Complexity vs. Constant Factors

2014-05-30

If you're formally trained, you've seen lots and lots of asymptotic analysis and the like in Computer Science.

In an earlier post about trees I noted one way you can be led astray by asymptotic analysis when I compared AVL trees and Red-Black trees. The question there is whether the part of the work people analyze is the part that makes up the most work.

There's another simpler way it often goes wrong though. Constant factors *matter*. A computer only has so much memory, and so much hardware. Every problem that can be solved on a given computer can be solved in 2**number_of_bits where number_of_bits is all storage on the machine. After that the machine must cycle to an already met state. That number is *extremely* large, (and in point of fact likely takes all the energy in the universe to cycle through) but it is finite.

It turns out that small local operations on arrays can still be VERY fast, particularly because the general locality helps with caching.

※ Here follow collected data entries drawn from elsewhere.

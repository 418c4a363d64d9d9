//! Wire type tags of the API dump and the Java types they map to.
//!
//! Both the `.api` tags (`u32`, `u8[]`, `string`) and their JNI spellings
//! (`jint`, `jbyteArray`, `jstring`) are accepted, since upstream dumps
//! carry either form.

use std::collections::HashMap;

use lazy_static::lazy_static;

use crate::error::GenError;

lazy_static! {
    static ref WIRE_TO_JAVA: HashMap<&'static str, (&'static str, bool)> = {
        let mut m = HashMap::new();
        for (wire, jni, java) in [
            ("u8",  "jbyte",   "byte"),
            ("i8",  "jbyte",   "byte"),
            ("u16", "jshort",  "short"),
            ("i16", "jshort",  "short"),
            ("u32", "jint",    "int"),
            ("i32", "jint",    "int"),
            ("u64", "jlong",   "long"),
            ("i64", "jlong",   "long"),
            ("f32", "jfloat",  "float"),
            ("f64", "jdouble", "double"),
        ] {
            m.insert(wire, (java, false));
            m.insert(jni, (java, false));
        }
        for (wire, jni, java) in [
            ("u8[]",  "jbyteArray",   "byte"),
            ("i8[]",  "jbyteArray",   "byte"),
            ("u16[]", "jshortArray",  "short"),
            ("i16[]", "jshortArray",  "short"),
            ("u32[]", "jintArray",    "int"),
            ("i32[]", "jintArray",    "int"),
            ("u64[]", "jlongArray",   "long"),
            ("i64[]", "jlongArray",   "long"),
            ("f32[]", "jfloatArray",  "float"),
            ("f64[]", "jdoubleArray", "double"),
        ] {
            m.insert(wire, (java, true));
            m.insert(jni, (java, true));
        }
        m.insert("jchar", ("char", false));
        m.insert("jcharArray", ("char", true));
        m.insert("string", ("java.lang.String", false));
        m.insert("jstring", ("java.lang.String", false));
        m
    };
}

/// Shape of a generated field. Structural methods differ per shape.
#[derive(Debug, Clone, PartialEq, Eq, Hash)]
pub enum JavaType {
    Scalar(String),
    Array(String),
    /// `java.util.List<T>`, used only by dump-reply wrappers.
    List(String),
}

impl JavaType {
    pub fn is_array(&self) -> bool {
        matches!(self, JavaType::Array(_))
    }

    pub fn is_collection(&self) -> bool {
        matches!(self, JavaType::List(_))
    }
}

/// Table lookup; the one place malformed input surfaces as an error.
pub fn wire_type_to_java(message: &str, tag: &str) -> Result<JavaType, GenError> {
    match WIRE_TO_JAVA.get(tag) {
        Some((java, false)) => Ok(JavaType::Scalar(java.to_string())),
        Some((java, true)) => Ok(JavaType::Array(java.to_string())),
        None => Err(GenError::UnknownWireType {
            message:  message.to_string(),
            type_tag: tag.to_string(),
        }),
    }
}

#[cfg(test)]
mod tests {
    use super::*;

    #[test]
    fn maps_wire_and_jni_tags() {
        assert_eq!(wire_type_to_java("m", "u32").unwrap(), JavaType::Scalar("int".into()));
        assert_eq!(wire_type_to_java("m", "jint").unwrap(), JavaType::Scalar("int".into()));
        assert_eq!(wire_type_to_java("m", "u8[]").unwrap(), JavaType::Array("byte".into()));
        assert_eq!(wire_type_to_java("m", "jbyteArray").unwrap(), JavaType::Array("byte".into()));
        assert_eq!(
            wire_type_to_java("m", "string").unwrap(),
            JavaType::Scalar("java.lang.String".into())
        );
    }

    #[test]
    fn unknown_tag_is_an_error() {
        match wire_type_to_java("show_version", "u128") {
            Err(GenError::UnknownWireType { message, type_tag }) => {
                assert_eq!(message, "show_version");
                assert_eq!(type_tag, "u128");
            }
            other => panic!("expected UnknownWireType, got {:?}", other),
        }
    }
}
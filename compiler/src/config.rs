//! Generator configuration: Java package names, output directories and the
//! irregular-naming tables of the upstream API.

use std::collections::BTreeMap;
use std::fs;
use std::path::{Path, PathBuf};

use lazy_static::lazy_static;
use regex::Regex;
use serde::{Deserialize, Serialize};

use crate::{error::GenError, naming::normalize};

lazy_static! {
    static ref JAVA_PACKAGE: Regex =
        Regex::new(r"^[A-Za-z_$][A-Za-z0-9_$]*(\.[A-Za-z_$][A-Za-z0-9_$]*)*$").unwrap();
    static ref JAVA_IDENTIFIER: Regex = Regex::new(r"^[A-Za-z_$][A-Za-z0-9_$]*$").unwrap();

    /// Replies whose request cannot be derived from the naming convention.
    /// Sub-details (`bridge_domain_sw_if_details`) and details messages not
    /// called details (`l2_fib_table_entry`) are listed here too.
    static ref UNCONVENTIONAL_REPLY_REQUEST: Vec<(&'static str, &'static str)> = vec![
        ("cli_reply",                   "cli_request"),
        ("vnet_summary_stats_reply",    "vnet_get_summary_stats"),
        ("bridge_domain_sw_if_details", "bridge_domain"),
        ("l2_fib_table_entry",          "l2_fib_table"),
    ];

    /// Messages still present in the API dump but disabled upstream.
    static ref IGNORED_MESSAGES: Vec<&'static str> = vec!["is_address_reachable"];

    /// Request/reply structures that double as notifications.
    static ref REUSED_NOTIFICATIONS: Vec<&'static str> =
        vec!["sw_interface_set_flags", "bfd_udp_session_details"];
}

/// Known irregularities of the upstream naming convention. Built once and
/// never mutated while generating.
#[derive(Debug, Clone, PartialEq, Eq, Serialize, Deserialize)]
#[serde(from = "NamingOverrides")]
pub struct NamingConfig {
    pub unconventional_reply_request: BTreeMap<String, String>,
    pub ignored:                      Vec<String>,
    pub reused_notifications:         Vec<String>,
}

impl Default for NamingConfig {
    fn default() -> Self {
        NamingConfig {
            unconventional_reply_request: UNCONVENTIONAL_REPLY_REQUEST
                .iter()
                .map(|(reply, request)| (reply.to_string(), request.to_string()))
                .collect(),
            ignored:              IGNORED_MESSAGES.iter().map(|s| s.to_string()).collect(),
            reused_notifications: REUSED_NOTIFICATIONS.iter().map(|s| s.to_string()).collect(),
        }
    }
}

/// Entries from a config file. They extend the built-in tables.
#[derive(Debug, Default, Deserialize)]
#[serde(default)]
struct NamingOverrides {
    unconventional_reply_request: BTreeMap<String, String>,
    ignored:                      Vec<String>,
    reused_notifications:         Vec<String>,
}

impl From<NamingOverrides> for NamingConfig {
    fn from(overrides: NamingOverrides) -> Self {
        let mut naming = NamingConfig::default();
        naming
            .unconventional_reply_request
            .extend(overrides.unconventional_reply_request);
        for name in overrides.ignored {
            if !naming.ignored.contains(&name) {
                naming.ignored.push(name);
            }
        }
        for name in overrides.reused_notifications {
            if !naming.reused_notifications.contains(&name) {
                naming.reused_notifications.push(name);
            }
        }
        naming
    }
}

impl NamingConfig {
    pub fn with_request_for(mut self, reply: &str, request: &str) -> Self {
        self.unconventional_reply_request
            .insert(reply.to_string(), request.to_string());
        self
    }

    pub fn with_ignored(mut self, name: &str) -> Self {
        self.ignored.push(name.to_string());
        self
    }

    pub fn with_reused_notification(mut self, name: &str) -> Self {
        self.reused_notifications.push(name.to_string());
        self
    }

    /// Request name (upstream convention) for an irregular reply, if listed.
    pub fn request_for(&self, reply_name: &str) -> Option<&str> {
        let key = normalize(reply_name);
        self.unconventional_reply_request
            .iter()
            .find(|(reply, _)| normalize(reply) == key)
            .map(|(_, request)| request.as_str())
    }

    pub fn is_ignored(&self, name: &str) -> bool {
        let key = normalize(name);
        self.ignored.iter().any(|n| normalize(n) == key)
    }

    pub fn is_reused_notification(&self, name: &str) -> bool {
        let key = normalize(name);
        self.reused_notifications.iter().any(|n| normalize(n) == key)
    }
}

#[derive(Debug, Clone, PartialEq, Serialize, Deserialize)]
#[serde(default)]
pub struct GeneratorConfig {
    /// Package of the hand-written framework interfaces (`JVpp`, `JVppReply`, ...).
    pub base_package:     String,
    /// Package the generated plugin sources belong to.
    pub plugin_package:   String,
    /// Short plugin name, `Core` dispatches through `JVppCore`.
    pub plugin_name:      String,
    pub dto_package:      String,
    pub callback_package: String,
    pub future_package:   String,
    /// Only quoted in generated javadoc.
    pub input_file:       String,
    pub naming:           NamingConfig,
}

impl Default for GeneratorConfig {
    fn default() -> Self {
        GeneratorConfig {
            base_package:     "io.fd.vpp.jvpp".to_string(),
            plugin_package:   "io.fd.vpp.jvpp.core".to_string(),
            plugin_name:      "Core".to_string(),
            dto_package:      "dto".to_string(),
            callback_package: "callback".to_string(),
            future_package:   "future".to_string(),
            input_file:       "vpe.api.json".to_string(),
            naming:           NamingConfig::default(),
        }
    }
}

impl GeneratorConfig {
    pub fn from_json(text: &str) -> Result<Self, GenError> {
        let config: GeneratorConfig =
            serde_json::from_str(text).map_err(|e| GenError::Config(e.to_string()))?;
        config.validate()?;
        Ok(config)
    }

    pub fn from_path<P: AsRef<Path>>(path: P) -> Result<Self, GenError> {
        let text = fs::read_to_string(path)?;
        Self::from_json(&text)
    }

    pub fn validate(&self) -> Result<(), GenError> {
        let packages = [
            ("base_package", &self.base_package),
            ("plugin_package", &self.plugin_package),
            ("dto_package", &self.dto_package),
            ("callback_package", &self.callback_package),
            ("future_package", &self.future_package),
        ];
        for (key, value) in packages {
            if !JAVA_PACKAGE.is_match(value) {
                return Err(GenError::Config(format!(
                    "{} \"{}\" is not a valid Java package name",
                    key, value
                )));
            }
        }
        if !JAVA_IDENTIFIER.is_match(&self.plugin_name) {
            return Err(GenError::Config(format!(
                "plugin_name \"{}\" is not a valid Java identifier",
                self.plugin_name
            )));
        }
        Ok(())
    }

    /// `io.fd.vpp.jvpp.dto.JVppReply` style reference into a framework package.
    pub fn base_type(&self, sub_package: &str, name: &str) -> String {
        format!("{}.{}.{}", self.base_package, sub_package, name)
    }

    /// Reference to a generated type in the plugin package.
    pub fn plugin_type(&self, sub_package: &str, name: &str) -> String {
        format!("{}.{}.{}", self.plugin_package, sub_package, name)
    }

    pub fn plugin_dto(&self, name: &str) -> String {
        self.plugin_type(&self.dto_package, name)
    }

    pub fn base_dto(&self, name: &str) -> String {
        self.base_type(&self.dto_package, name)
    }
}

/// Directories the three generators write into. All of them must exist
/// before any file is written.
#[derive(Debug, Clone, PartialEq, Eq)]
pub struct OutputLayout {
    pub callback_dir: PathBuf,
    pub dto_dir:      PathBuf,
    pub future_dir:   PathBuf,
}

impl OutputLayout {
    /// One directory per artifact sub-package below `root`.
    pub fn from_root<P: AsRef<Path>>(root: P, config: &GeneratorConfig) -> Self {
        let root = root.as_ref();
        let dir = |package: &str| root.join(package.replace('.', "/"));
        OutputLayout {
            callback_dir: dir(&config.callback_package),
            dto_dir:      dir(&config.dto_package),
            future_dir:   dir(&config.future_package),
        }
    }

    pub fn create_all(&self) -> Result<(), GenError> {
        for dir in [&self.callback_dir, &self.dto_dir, &self.future_dir] {
            fs::create_dir_all(dir)?;
        }
        Ok(())
    }
}

#[cfg(test)]
mod tests {
    use super::*;

    #[test]
    fn overrides_extend_builtin_tables() {
        let config = GeneratorConfig::from_json(
            r#"{
                "plugin_package": "io.fd.vpp.jvpp.acl",
                "plugin_name": "Acl",
                "naming": {
                    "unconventional_reply_request": {"bar_details": "foo"},
                    "ignored": ["legacy_thing"]
                }
            }"#,
        )
        .expect("config should parse");

        assert_eq!(config.plugin_name, "Acl");
        assert_eq!(config.dto_package, "dto");
        assert_eq!(config.naming.request_for("bar_details"), Some("foo"));
        assert_eq!(config.naming.request_for("cli_reply"), Some("cli_request"));
        assert!(config.naming.is_ignored("legacy_thing"));
        assert!(config.naming.is_ignored("is_address_reachable"));
    }

    #[test]
    fn lookups_ignore_casing() {
        let naming = NamingConfig::default();
        assert!(naming.is_ignored("IsAddressReachable"));
        assert!(naming.is_reused_notification("SwInterfaceSetFlags"));
        assert_eq!(naming.request_for("L2FibTableEntry"), Some("l2_fib_table"));
    }

    #[test]
    fn rejects_invalid_package() {
        let err = GeneratorConfig::from_json(r#"{"dto_package": "1dto"}"#).unwrap_err();
        assert!(matches!(err, GenError::Config(_)));
    }

    #[test]
    fn layout_follows_sub_packages() {
        let config = GeneratorConfig {
            future_package: "future.impl".to_string(),
            ..GeneratorConfig::default()
        };
        let layout = OutputLayout::from_root("/out", &config);
        assert_eq!(layout.dto_dir, PathBuf::from("/out/dto"));
        assert_eq!(layout.future_dir, PathBuf::from("/out/future/impl"));
    }
}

A BTree is a way of taking advantage of these speedups, but within the small finite space of your node size.. that is, your arity. This makes BTrees MUCH faster than either AVL or RedBlack trees, despite the asymptotic analysis being identical to RedBlack trees.

I was curious about exactly where this tradeoff lies for BTrees. A btree stores many elements in each node, and usually keeps the elements sorted within that node in an array. This means inserts and removals from a node require shifting everything over in the node - a linear time operation in the size of the array, but B-tree nodes are of finite size, so still O(1). Anyway the number of elements in a BTree corrosponds to the number of children it has (-1 actually), so we can call it the "arity". So, I tried running my benchmark (same one used in the earlier tree experiments) at varying arities to see where our efficiency peaked. Note that these results are for 32 bit integers. The hardware and other dependencies are: Dell XPS 12 convertable laptop/tablet with: Intel(R) Core(TM) i7-4500U CPU @ 1.80GHz, ubuntu desktop, gcc 4-8-1-10ubuntu9. Linux kernel 3-11.0-19-generic.

It appears to peak around 70 elements. The peak is pretty wide though so it's hard to be sure given the noise in the data. This was done with a single trial on a laptop that wasn't necessarilly perfectly isolated. For details on the exact experiement, and ability to run it yourself see



This isn't a surprising result at all, it's about what I expected. My guess had been between 100 and 200, which isn't far off.

Now if you read my post about real-time http://www.blog.computersarehard.net/2014/05/worst-case-vs-average-case.html You probably just stopped to wonder about this algorithm.... Yup, you can bet that the worst-case goes up a bit as we add more elements even while the average might be dropping. So, it's not clear what the best ARITY to use would be. Given no information about use-case there's a pretty clear cliff where we get a huge win by increasing the arity. So, not knowing I'd be tempted to set it at maybe 55. This will get us basically all of the gains of increasing arity, but keep the worst-case and variance comparitively small.

Consider the minimum there, ~25 seconds or so. The best run I've seen out of AVL is ~49 seconds. That's nearly a 2x difference. Even at Arity 5 the btree destroys the AVL tree at only ~39 seconds.

Conclusion: Constant factors matter, and can matter a lot. What's neat is that we still keep our asymptotic bounds TOO, so on both big and small problems we can be fairly sure BTree will keep beating the AVL tree by the same factors. I think that's pretty neat.